この小さいアンプは VOX MB1 Escort という。これを手に入れたのはもう3~4年前のことになるだろうか、記憶はもう定かではない。何の気なしに私がよく行く楽器店のウェブサイトを見ていたとき、商品の背後に VOX の小さいアンプが映りこんでいるのに気がついた。しかも Pathfinder 10 とは明らかに違う。これはひょっとすると Escort か。それを確かめるために私はすぐにその店に向かい、そのアンプが Escort であることを確認し、その場で買い求めたというわけだ。ただし、イギリス製で電圧が230Vの仕様なので、ステップアップトランスがなければ使えない。そこで帰りに西田製作所にお邪魔して相談すると、たまたまあったトランスを譲っていただくこととなり、事なきを得たという次第。自宅の近所にこうしたショップがあるというのは本当に心強い限りである。
ところで VOX Escort とは一体どのようなアンプなのかといえば、電池駆動が可能な小さなソリッドステートアンプということになる。2種類あり、電池駆動のみのタイプを B2 といい、1974年から生産が始まったそうだ。それからしばらくして電池だけでなく壁のコンセントから電源の取れるタイプ BM1 が登場し、1983年まで生産が続けられた。電池駆動ができるといっても、当時のイギリスということもあり、使用する電池は PP9 といって、通常私たちがエフェクターなどに使用する 9V角電池と比較するとかなり大きいもので、それを2個使用することになっている。アンプの背中のフタを開けると確かに電池2個分のスナップが確認できる。今となってはこの PP9、日本では手に入れることがなかなか困難となっていて、あったとしても高額な値がつけられたりしている。なので、結局電池を使用した動作確認はできないまま今に至っている。機会に恵まれれば試してみたい。

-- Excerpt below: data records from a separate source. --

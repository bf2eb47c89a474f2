//! GA configuration.
//!
//! [`GaConfig`] holds all parameters that control the generational loop.

use crate::error::{GaError, Result};

/// Configuration for the Genetic Algorithm.
///
/// Controls population size, operator rates, elitism, termination and
/// parallelism.
///
/// # Defaults
///
/// ```
/// use u_genalg::ga::GaConfig;
///
/// let config = GaConfig::default();
/// assert_eq!(config.population_size, 100);
/// assert_eq!(config.elitism_count, 2);
/// ```
///
/// # Builder Pattern
///
/// ```
/// use u_genalg::ga::GaConfig;
///
/// let config = GaConfig::default()
///     .with_population_size(200)
///     .with_mutation_rate(0.01)
///     .with_crossover_rate(0.9)
///     .with_elitism_count(4)
///     .with_seed(42);
/// assert!(config.validate().is_ok());
/// ```
#[derive(Debug, Clone, PartialEq)]
#[cfg_attr(feature = "serde", derive(serde::Serialize, serde::Deserialize))]
pub struct GaConfig {
    /// Number of individuals in every generation.
    pub population_size: usize,

    /// Per-gene probability of mutation (0.0–1.0).
    ///
    /// Each gene of each non-elite individual is mutated independently.
    /// Typical values are small: around `1 / genome_length`.
    pub mutation_rate: f64,

    /// Probability that a non-elite individual is replaced by offspring (0.0–1.0).
    ///
    /// When crossover is not applied, the individual passes through unchanged.
    pub crossover_rate: f64,

    /// Number of fittest individuals carried over untouched.
    ///
    /// Elites are never crossed over or mutated. Must be less than
    /// `population_size`.
    pub elitism_count: usize,

    /// Generation cap. `None` runs until the problem reports a solution.
    pub max_generations: Option<usize>,

    /// Whether to evaluate individuals in parallel using rayon.
    ///
    /// Only takes effect with the `parallel` feature.
    pub parallel: bool,

    /// Random seed for reproducibility.
    ///
    /// `None` uses a random seed.
    pub seed: Option<u64>,
}

impl Default for GaConfig {
    fn default() -> Self {
        Self {
            population_size: 100,
            mutation_rate: 0.001,
            crossover_rate: 0.95,
            elitism_count: 2,
            max_generations: None,
            parallel: false,
            seed: None,
        }
    }
}

impl GaConfig {
    /// Sets the population size.
    pub fn with_population_size(mut self, n: usize) -> Self {
        self.population_size = n;
        self
    }

    /// Sets the per-gene mutation rate.
    pub fn with_mutation_rate(mut self, rate: f64) -> Self {
        self.mutation_rate = rate;
        self
    }

    /// Sets the crossover rate.
    pub fn with_crossover_rate(mut self, rate: f64) -> Self {
        self.crossover_rate = rate;
        self
    }

    /// Sets the number of elites.
    pub fn with_elitism_count(mut self, n: usize) -> Self {
        self.elitism_count = n;
        self
    }

    /// Sets the generation cap.
    pub fn with_max_generations(mut self, n: usize) -> Self {
        self.max_generations = Some(n);
        self
    }

    /// Enables or disables parallel evaluation.
    pub fn with_parallel(mut self, parallel: bool) -> Self {
        self.parallel = parallel;
        self
    }

    /// Sets the random seed for reproducibility.
    pub fn with_seed(mut self, seed: u64) -> Self {
        self.seed = Some(seed);
        self
    }

    /// Validates the configuration.
    ///
    /// Rates are not clamped by the builder; an out-of-range rate is
    /// reported here instead.
    pub fn validate(&self) -> Result<()> {
        if self.population_size == 0 {
            return Err(GaError::EmptyPopulation);
        }
        check_rate("mutation_rate", self.mutation_rate)?;
        check_rate("crossover_rate", self.crossover_rate)?;
        if self.elitism_count >= self.population_size {
            return Err(GaError::ElitismTooLarge {
                elitism_count: self.elitism_count,
                population_size: self.population_size,
            });
        }
        if self.max_generations == Some(0) {
            return Err(GaError::ZeroGenerationLimit);
        }
        Ok(())
    }
}

fn check_rate(name: &'static str, value: f64) -> Result<()> {
    if (0.0..=1.0).contains(&value) {
        Ok(())
    } else {
        Err(GaError::RateOutOfRange { name, value })
    }
}
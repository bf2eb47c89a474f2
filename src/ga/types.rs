//! The contract between the generic GA engine and a concrete problem.
//!
//! The engine knows nothing about what a genome means. Everything
//! problem-specific (how to score a genome, when a score is good enough to
//! stop, and what "mutating" a gene produces) is supplied through
//! [`GaProblem`].

use super::individual::Individual;

/// Defines a bit-string optimization problem.
///
/// Fitness is **maximized**: higher values are better. The roulette-wheel
/// selection used by the engine weights individuals by their raw fitness, so
/// [`evaluate`](GaProblem::evaluate) must return a finite, non-negative value.
///
/// # Implementing
///
/// ```
/// use u_genalg::ga::GaProblem;
///
/// /// Rewards genomes that alternate 0/1.
/// struct Alternating;
///
/// impl GaProblem for Alternating {
///     fn evaluate(&self, genome: &[bool]) -> f64 {
///         let hits = genome.windows(2).filter(|w| w[0] != w[1]).count();
///         hits as f64 / genome.len().saturating_sub(1).max(1) as f64
///     }
///
///     fn is_solution(&self, fitness: f64) -> bool {
///         fitness >= 1.0
///     }
/// }
/// ```
///
/// # Thread Safety
///
/// `GaProblem` must be `Send + Sync` because the engine may evaluate
/// individuals in parallel using rayon (`parallel` feature).
pub trait GaProblem: Send + Sync {
    /// Scores a genome. Higher is better.
    ///
    /// Must be pure: the engine may call it in any order, and in parallel.
    fn evaluate(&self, genome: &[bool]) -> f64;

    /// Returns `true` if `fitness` is good enough to stop the search.
    ///
    /// The default never terminates; runs then end on the generation limit
    /// or on cancellation.
    fn is_solution(&self, _fitness: f64) -> bool {
        false
    }

    /// Returns the value a gene takes when it is selected for mutation.
    ///
    /// The default flips the bit.
    fn mutate_gene(&self, gene: bool) -> bool {
        !gene
    }

    /// Called by the runner once per generation, before breeding, with the
    /// fittest individual of the current population.
    ///
    /// Useful for progress reporting. The default is a no-op.
    fn on_generation(&self, _generation: usize, _fittest: &Individual) {}
}

impl<P: GaProblem + ?Sized> GaProblem for &P {
    fn evaluate(&self, genome: &[bool]) -> f64 {
        (**self).evaluate(genome)
    }

    fn is_solution(&self, fitness: f64) -> bool {
        (**self).is_solution(fitness)
    }

    fn mutate_gene(&self, gene: bool) -> bool {
        (**self).mutate_gene(gene)
    }

    fn on_generation(&self, generation: usize, fittest: &Individual) {
        (**self).on_generation(generation, fittest)
    }
}

#[cfg(test)]
mod tests {
    use super::*;

    struct CountZeros;

    impl GaProblem for CountZeros {
        fn evaluate(&self, genome: &[bool]) -> f64 {
            genome.iter().filter(|&&g| !g).count() as f64
        }
    }

    #[test]
    fn test_default_hooks() {
        let problem = CountZeros;
        assert!(!problem.is_solution(f64::MAX));
        assert!(problem.mutate_gene(false));
        assert!(!problem.mutate_gene(true));
    }

    #[test]
    fn test_reference_forwards() {
        let problem = CountZeros;
        let by_ref: &dyn GaProblem = &problem;
        assert_eq!((&by_ref).evaluate(&[false, true, false]), 2.0);
    }
}
//! Criterion benchmarks for the GA engine.
//!
//! Uses the all-ones problem to measure algorithm overhead: one generational
//! step at several population sizes, and a full run to a solution.

use criterion::{black_box, criterion_group, criterion_main, BenchmarkId, Criterion};
use u_genalg::ga::{GaConfig, GaRunner, GeneticAlgorithm};
use u_genalg::problems::AllOnes;
use u_genalg::random::create_rng;

// ===========================================================================
// One generation: crossover + mutation + evaluation
// ===========================================================================

fn bench_generation_step(c: &mut Criterion) {
    let mut group = c.benchmark_group("ga_generation");

    for &size in &[50usize, 200, 1000] {
        let config = GaConfig::default()
            .with_population_size(size)
            .with_mutation_rate(0.01);
        let ga = GeneticAlgorithm::new(AllOnes, config).unwrap();
        let mut rng = create_rng(42);
        let mut population = ga.init_population(128, &mut rng).unwrap();
        ga.eval_population(&mut population);

        group.bench_with_input(BenchmarkId::from_parameter(size), &size, |b, _| {
            b.iter(|| {
                let offspring = ga.crossover_population(black_box(&population), &mut rng);
                let mut next = ga.mutate_population(offspring, &mut rng);
                ga.eval_population(&mut next);
                next
            });
        });
    }

    group.finish();
}

// ===========================================================================
// Full run
// ===========================================================================

fn bench_full_run(c: &mut Criterion) {
    let mut group = c.benchmark_group("ga_run");
    group.sample_size(10);

    for &len in &[32usize, 64] {
        let config = GaConfig::default()
            .with_population_size(100)
            .with_mutation_rate(1.0 / len as f64)
            .with_max_generations(5_000)
            .with_seed(42);

        group.bench_with_input(BenchmarkId::new("all_ones", len), &len, |b, &len| {
            b.iter(|| GaRunner::run(&AllOnes, black_box(&config), len).unwrap());
        });
    }

    group.finish();
}

criterion_group!(benches, bench_generation_step, bench_full_run);
criterion_main!(benches);
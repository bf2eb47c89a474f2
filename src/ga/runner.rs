//! GA generational loop execution.
//!
//! [`GaRunner`] drives the complete evolutionary process:
//! initialization → evaluation → termination check → crossover → mutation →
//! evaluation → repeat.

use super::config::GaConfig;
use super::engine::GeneticAlgorithm;
use super::individual::Individual;
use super::types::GaProblem;
use crate::error::Result;
use crate::random::rng_from_seed;
use std::sync::atomic::{AtomicBool, Ordering};
use std::sync::Arc;
use tracing::{debug, info};

/// Result of a GA run.
///
/// Contains the best individual found, along with statistics about the
/// evolutionary process.
#[derive(Debug, Clone)]
#[cfg_attr(feature = "serde", derive(serde::Serialize, serde::Deserialize))]
pub struct GaResult {
    /// The fittest individual seen during the entire run.
    pub best: Individual,

    /// Best fitness value (same as `best.fitness()`).
    pub best_fitness: f64,

    /// Number of generations evaluated, counting the initial population as
    /// generation 1.
    pub generations: usize,

    /// Whether the problem reported a solution.
    pub solved: bool,

    /// Whether the run was cancelled externally.
    pub cancelled: bool,

    /// Best fitness so far, one entry per generation.
    pub fitness_history: Vec<f64>,
}

/// Executes the GA generational loop.
///
/// # Usage
///
/// ```
/// use u_genalg::ga::{GaConfig, GaRunner};
/// use u_genalg::problems::AllOnes;
///
/// let config = GaConfig::default()
///     .with_population_size(60)
///     .with_mutation_rate(0.02)
///     .with_seed(42);
/// let result = GaRunner::run(&AllOnes, &config, 20).unwrap();
/// assert!(result.solved);
/// assert_eq!(result.best.to_string(), "1".repeat(20));
/// ```
pub struct GaRunner;

impl GaRunner {
    /// Runs the GA until the problem is solved or `max_generations` is reached.
    pub fn run<P: GaProblem + ?Sized>(
        problem: &P,
        config: &GaConfig,
        genome_length: usize,
    ) -> Result<GaResult> {
        Self::run_with_cancel(problem, config, genome_length, None)
    }

    /// Runs the GA with an optional cancellation token.
    ///
    /// If `cancel` is `Some` and the flag is set to `true`, the GA will
    /// stop before breeding the next generation and return the best
    /// solution found so far.
    pub fn run_with_cancel<P: GaProblem + ?Sized>(
        problem: &P,
        config: &GaConfig,
        genome_length: usize,
        cancel: Option<Arc<AtomicBool>>,
    ) -> Result<GaResult> {
        let ga = GeneticAlgorithm::new(problem, config.clone())?;
        let mut rng = rng_from_seed(config.seed);

        let mut population = ga.init_population(genome_length, &mut rng)?;
        ga.eval_population(&mut population);

        let mut best = population.fittest(0).clone();
        let mut fitness_history = vec![best.fitness()];
        let mut generation = 1;
        let mut solved = false;
        let mut cancelled = false;

        loop {
            if ga.is_termination_condition_met(&population) {
                solved = true;
                break;
            }
            if config.max_generations.is_some_and(|max| generation >= max) {
                break;
            }
            if cancel.as_ref().is_some_and(|flag| flag.load(Ordering::Relaxed)) {
                cancelled = true;
                break;
            }

            problem.on_generation(generation, population.fittest(0));
            debug!(
                generation,
                best = population.fittest(0).fitness(),
                aggregate = population.fitness(),
                "generation evaluated"
            );

            let offspring = ga.crossover_population(&population, &mut rng);
            population = ga.mutate_population(offspring, &mut rng);
            ga.eval_population(&mut population);
            generation += 1;

            let gen_best = population.fittest(0);
            if gen_best.fitness() > best.fitness() {
                best = gen_best.clone();
            }
            fitness_history.push(best.fitness());
        }

        // is_solution need not be monotone in fitness.
        if solved && !ga.problem().is_solution(best.fitness()) {
            if let Some(solution) = population
                .individuals()
                .iter()
                .find(|ind| ga.problem().is_solution(ind.fitness()))
            {
                best = solution.clone();
            }
        }

        info!(
            generations = generation,
            solved,
            cancelled,
            best_fitness = best.fitness(),
            "run finished"
        );

        Ok(GaResult {
            best_fitness: best.fitness(),
            best,
            generations: generation,
            solved,
            cancelled,
            fitness_history,
        })
    }
}

// ============================================================================
// Tests
// ============================================================================
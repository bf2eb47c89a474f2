//! Evolves a bit string of all ones and prints the best solution of every
//! generation.
//!
//! ```text
//! cargo run --features cli --bin all-ones -- --seed 42
//! all-ones --genome-length 50 --population-size 100 --seed 42
//! RUST_LOG=u_genalg=debug all-ones
//! ```

use clap::Parser;
use std::process::ExitCode;
use tracing_subscriber::EnvFilter;
use u_genalg::ga::{GaConfig, GaProblem, GaRunner, Individual};
use u_genalg::problems::AllOnes;

#[derive(Debug, Parser)]
#[command(name = "all-ones", version, about = "Genetic algorithm for the all-ones problem")]
struct Args {
    /// Number of genes per individual.
    #[arg(short = 'l', long, default_value_t = 50)]
    genome_length: usize,

    /// Number of individuals per generation.
    #[arg(short, long, default_value_t = 100)]
    population_size: usize,

    /// Per-gene mutation probability.
    #[arg(short, long, default_value_t = 0.001)]
    mutation_rate: f64,

    /// Probability of replacing a non-elite individual with offspring.
    #[arg(short, long, default_value_t = 0.95)]
    crossover_rate: f64,

    /// Number of fittest individuals carried over untouched.
    #[arg(short, long, default_value_t = 2)]
    elitism_count: usize,

    /// Stop after this many generations even if unsolved.
    #[arg(long)]
    max_generations: Option<usize>,

    /// Seed for a reproducible run.
    #[arg(short, long)]
    seed: Option<u64>,

    /// Evaluate individuals in parallel (needs the `parallel` feature).
    #[arg(long)]
    parallel: bool,

    /// Only print the final result.
    #[arg(short, long)]
    quiet: bool,
}

impl Args {
    fn config(&self) -> GaConfig {
        GaConfig {
            population_size: self.population_size,
            mutation_rate: self.mutation_rate,
            crossover_rate: self.crossover_rate,
            elitism_count: self.elitism_count,
            max_generations: self.max_generations,
            parallel: self.parallel,
            seed: self.seed,
        }
    }
}

/// Prints the fittest individual of each generation.
struct Progress {
    quiet: bool,
}

impl GaProblem for Progress {
    fn evaluate(&self, genome: &[bool]) -> f64 {
        AllOnes.evaluate(genome)
    }

    fn is_solution(&self, fitness: f64) -> bool {
        AllOnes.is_solution(fitness)
    }

    fn on_generation(&self, _generation: usize, fittest: &Individual) {
        if !self.quiet {
            println!("Best solution: {fittest}");
        }
    }
}

fn main() -> ExitCode {
    let filter = EnvFilter::try_from_default_env().unwrap_or_else(|_| EnvFilter::new("warn"));
    tracing_subscriber::fmt()
        .with_env_filter(filter)
        .with_writer(std::io::stderr)
        .init();

    let args = Args::parse();
    let problem = Progress { quiet: args.quiet };

    let result = match GaRunner::run(&problem, &args.config(), args.genome_length) {
        Ok(result) => result,
        Err(err) => {
            eprintln!("error: {err}");
            return ExitCode::from(2);
        }
    };

    if result.solved {
        println!("Found solution in {} generations", result.generations);
    } else {
        println!("No solution after {} generations", result.generations);
    }
    println!("Best solution: {}", result.best);

    if result.solved {
        ExitCode::SUCCESS
    } else {
        ExitCode::FAILURE
    }
}
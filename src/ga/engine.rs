//! One generational step: evaluation, selection, crossover, mutation.
//!
//! [`GeneticAlgorithm`] owns a validated [`GaConfig`] and the problem. Each
//! operation takes the random stream explicitly, so a seeded generator makes
//! a whole run reproducible.
//!
//! # Elitism
//!
//! Positions `0..elitism_count` of a ranked population are elites. They are
//! exempt from both crossover and mutation. Crossover keeps the rank order of
//! its input, so the elites still occupy the leading positions when the
//! offspring reach [`mutate_population`](GeneticAlgorithm::mutate_population).

use super::config::GaConfig;
use super::individual::Individual;
use super::population::Population;
use super::selection::roulette;
use super::types::GaProblem;
use crate::error::{GaError, Result};
use rand::Rng;
#[cfg(feature = "parallel")]
use rayon::prelude::*;
use tracing::instrument;

/// The generational genetic algorithm.
///
/// # Usage
///
/// ```
/// use u_genalg::ga::{GaConfig, GeneticAlgorithm};
/// use u_genalg::problems::AllOnes;
/// use u_genalg::random::create_rng;
///
/// let config = GaConfig::default()
///     .with_population_size(50)
///     .with_mutation_rate(0.02);
/// let ga = GeneticAlgorithm::new(AllOnes, config).unwrap();
/// let mut rng = create_rng(42);
///
/// let mut population = ga.init_population(16, &mut rng).unwrap();
/// ga.eval_population(&mut population);
/// while !ga.is_termination_condition_met(&population) {
///     let offspring = ga.crossover_population(&population, &mut rng);
///     population = ga.mutate_population(offspring, &mut rng);
///     ga.eval_population(&mut population);
/// }
/// assert_eq!(population.fittest(0).count_ones(), 16);
/// ```
#[derive(Debug, Clone)]
pub struct GeneticAlgorithm<P> {
    problem: P,
    config: GaConfig,
}

impl<P: GaProblem> GeneticAlgorithm<P> {
    /// Creates the engine after validating `config`.
    pub fn new(problem: P, config: GaConfig) -> Result<Self> {
        config.validate()?;
        Ok(Self { problem, config })
    }

    pub fn config(&self) -> &GaConfig {
        &self.config
    }

    pub fn problem(&self) -> &P {
        &self.problem
    }

    /// Creates the first generation: `population_size` random individuals.
    pub fn init_population<R: Rng>(
        &self,
        genome_length: usize,
        rng: &mut R,
    ) -> Result<Population> {
        if genome_length == 0 {
            return Err(GaError::EmptyGenome);
        }
        Ok(Population::random(self.config.population_size, genome_length, rng))
    }

    /// Scores one individual, caches the fitness on it and returns it.
    ///
    /// # Panics
    /// Panics if the problem returns a negative or non-finite fitness.
    pub fn evaluate(&self, individual: &mut Individual) -> f64 {
        let fitness = self.problem.evaluate(individual.genome());
        assert!(
            fitness.is_finite() && fitness >= 0.0,
            "fitness must be finite and non-negative, got {fitness}"
        );
        individual.set_fitness(fitness);
        fitness
    }

    /// Evaluates every member, stores the aggregate fitness, and ranks the
    /// population by descending fitness.
    ///
    /// Must run once per generation before selection or termination checks.
    #[instrument(level = "debug", skip_all, fields(size = population.size()))]
    pub fn eval_population(&self, population: &mut Population) {
        let members = population.members_mut();
        self.evaluate_members(members);
        // Summed sequentially so the aggregate is identical with or without rayon.
        let total: f64 = members.iter().map(Individual::fitness).sum();
        population.set_fitness(total);
        population.rank();
    }

    #[cfg(feature = "parallel")]
    fn evaluate_members(&self, members: &mut [Individual]) {
        if self.config.parallel {
            members.par_iter_mut().for_each(|ind| {
                self.evaluate(ind);
            });
        } else {
            members.iter_mut().for_each(|ind| {
                self.evaluate(ind);
            });
        }
    }

    #[cfg(not(feature = "parallel"))]
    fn evaluate_members(&self, members: &mut [Individual]) {
        for ind in members.iter_mut() {
            self.evaluate(ind);
        }
    }

    /// Returns `true` if any member is a solution according to the problem.
    ///
    /// # Panics
    /// Panics if the population has not been evaluated.
    pub fn is_termination_condition_met(&self, population: &Population) -> bool {
        assert!(
            population.is_evaluated(),
            "population must be evaluated before checking termination"
        );
        population
            .individuals()
            .iter()
            .any(|ind| self.problem.is_solution(ind.fitness()))
    }

    /// Roulette-wheel parent selection over the ranked population.
    ///
    /// # Panics
    /// Panics if the population has not been evaluated and ranked.
    pub fn select_parent<'a, R: Rng>(
        &self,
        population: &'a Population,
        rng: &mut R,
    ) -> &'a Individual {
        assert!(
            population.is_evaluated() && population.is_ranked(),
            "population must be evaluated and ranked before selection"
        );
        let idx = roulette(population.individuals(), population.fitness(), rng);
        population.fittest(idx)
    }

    /// Breeds the next generation.
    ///
    /// Walks the ranked population from the fittest down. Elites are copied
    /// through. Every other individual is, with probability `crossover_rate`,
    /// replaced by a uniform-crossover child of itself and a roulette-selected
    /// mate; otherwise it is copied through. The result keeps the input's
    /// rank order and is unevaluated.
    ///
    /// # Panics
    /// Panics if the population has not been evaluated and ranked, or if its
    /// size differs from `population_size`.
    #[instrument(level = "debug", skip_all, fields(size = population.size()))]
    pub fn crossover_population<R: Rng>(
        &self,
        population: &Population,
        rng: &mut R,
    ) -> Population {
        self.check_size(population);
        let mut members = Vec::with_capacity(population.size());
        for rank in 0..population.size() {
            let parent1 = population.fittest(rank);
            if rank >= self.config.elitism_count && rng.random_bool(self.config.crossover_rate) {
                let parent2 = self.select_parent(population, rng);
                members.push(uniform_crossover(parent1, parent2, rng));
            } else {
                members.push(parent1.clone());
            }
        }
        Population::from_individuals(members)
    }

    /// Applies per-gene mutation to every non-elite member.
    ///
    /// Members are visited in storage order, which is rank order for both a
    /// ranked population and the output of
    /// [`crossover_population`](Self::crossover_population). Positions
    /// `< elitism_count` pass through; each gene of the others is replaced by
    /// [`GaProblem::mutate_gene`] with probability `mutation_rate`.
    ///
    /// # Panics
    /// Panics if the population size differs from `population_size`.
    #[instrument(level = "debug", skip_all, fields(size = population.size()))]
    pub fn mutate_population<R: Rng>(&self, population: Population, rng: &mut R) -> Population {
        self.check_size(&population);
        let members = population
            .into_individuals()
            .into_iter()
            .enumerate()
            .map(|(position, mut individual)| {
                if position >= self.config.elitism_count {
                    self.mutate(&mut individual, rng);
                }
                individual
            })
            .collect();
        Population::from_individuals(members)
    }

    fn check_size(&self, population: &Population) {
        assert_eq!(
            population.size(),
            self.config.population_size,
            "population size must match the configured population_size"
        );
    }

    fn mutate<R: Rng>(&self, individual: &mut Individual, rng: &mut R) {
        for offset in 0..individual.genome_length() {
            if rng.random_bool(self.config.mutation_rate) {
                let gene = self.problem.mutate_gene(individual.gene(offset));
                individual.set_gene(offset, gene);
            }
        }
    }
}

/// Uniform crossover: each gene comes from either parent with equal
/// probability.
///
/// # Panics
/// Panics if the parents have different genome lengths.
pub fn uniform_crossover<R: Rng>(
    parent1: &Individual,
    parent2: &Individual,
    rng: &mut R,
) -> Individual {
    assert_eq!(
        parent1.genome_length(),
        parent2.genome_length(),
        "parents must have equal length"
    );
    let genome = parent1
        .genome()
        .iter()
        .zip(parent2.genome())
        .map(|(&a, &b)| if rng.random_bool(0.5) { a } else { b })
        .collect();
    Individual::new(genome)
}
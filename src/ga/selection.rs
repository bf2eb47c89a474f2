//! Parent selection.
//!
//! # References
//!
//! - Goldberg (1989), *Genetic Algorithms in Search, Optimization, and
//!   Machine Learning*, ch. 1 (roulette wheel)
//! - Blickle & Thiele (1996), "A Comparison of Selection Schemes used in
//!   Evolutionary Algorithms"

use super::individual::Individual;
use rand::Rng;

/// Fitness-proportionate (roulette wheel) selection.
///
/// Draws a position uniformly in `[0, total)` and walks `members` in order,
/// accumulating fitness; returns the index of the first member whose
/// cumulative fitness reaches the draw. Fitness is maximized, so weights are
/// the raw fitness values.
///
/// `total` is the precomputed sum of member fitness. When it is not
/// positive (every member scored zero) no draw is made and the last index is
/// returned. The last index is also the fallback if floating-point
/// accumulation stops short of the draw.
///
/// # Complexity
/// O(n) per selection (linear scan)
///
/// # Panics
/// Panics if `members` is empty.
pub fn roulette<R: Rng>(members: &[Individual], total: f64, rng: &mut R) -> usize {
    assert!(!members.is_empty(), "cannot select from empty population");

    let last = members.len() - 1;
    if total <= 0.0 || !total.is_finite() {
        return last;
    }

    let threshold = rng.random_range(0.0..total);
    let mut cumulative = 0.0;
    for (i, member) in members.iter().enumerate() {
        cumulative += member.fitness();
        if cumulative >= threshold {
            return i;
        }
    }

    last // floating-point fallback
}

このアンプは発売された当初、バスカーと呼ばれる路上ミュージシャンたちの間で広まった。彼らが演奏する路上や地下鉄の駅構内には電源がないため、電池駆動のアンプはとても有用だった。それは確かにそうだろう、しかしそれだけではなく、この小さいアンプは自宅での練習用にも使えそうだということで、そうしたニーズに応えるべく、電池に加えてコンセントから電源の取れる新たなタイプ(BM1)が生産されるようになったのである。

私が所有している Escort もその BM1 なのだが、その外観は VOX アンプの伝統的なデザインをそのまま縮小したもので、サイズは高さが22㎝、幅が33㎝、奥行は14㎝くらい。コントロール部は、インプットジャックが2つ、ヴォリュームとトーンのコントロールがひとつずつある。そして電源のセレクターがあり、ON/OFF のトグルスイッチがあるというシンプルなものである。スピーカーは5インチ程度のものがひとつ。VOXのウェブサイトによれば ELAC (ドイツのメーカー) のスピーカーのようだ。

実際に音を出してみると、そもそも出力も高くない (2.5W程度) ので大きな音はしない。ナチュラルに歪んだりもしないので、3~4年ギターを弾かずに過ごした私のブランクを埋める練習相手としてはちょうどいいかもしれない。とてもかわいいアンプで、私はこうしたものに目がないのだ。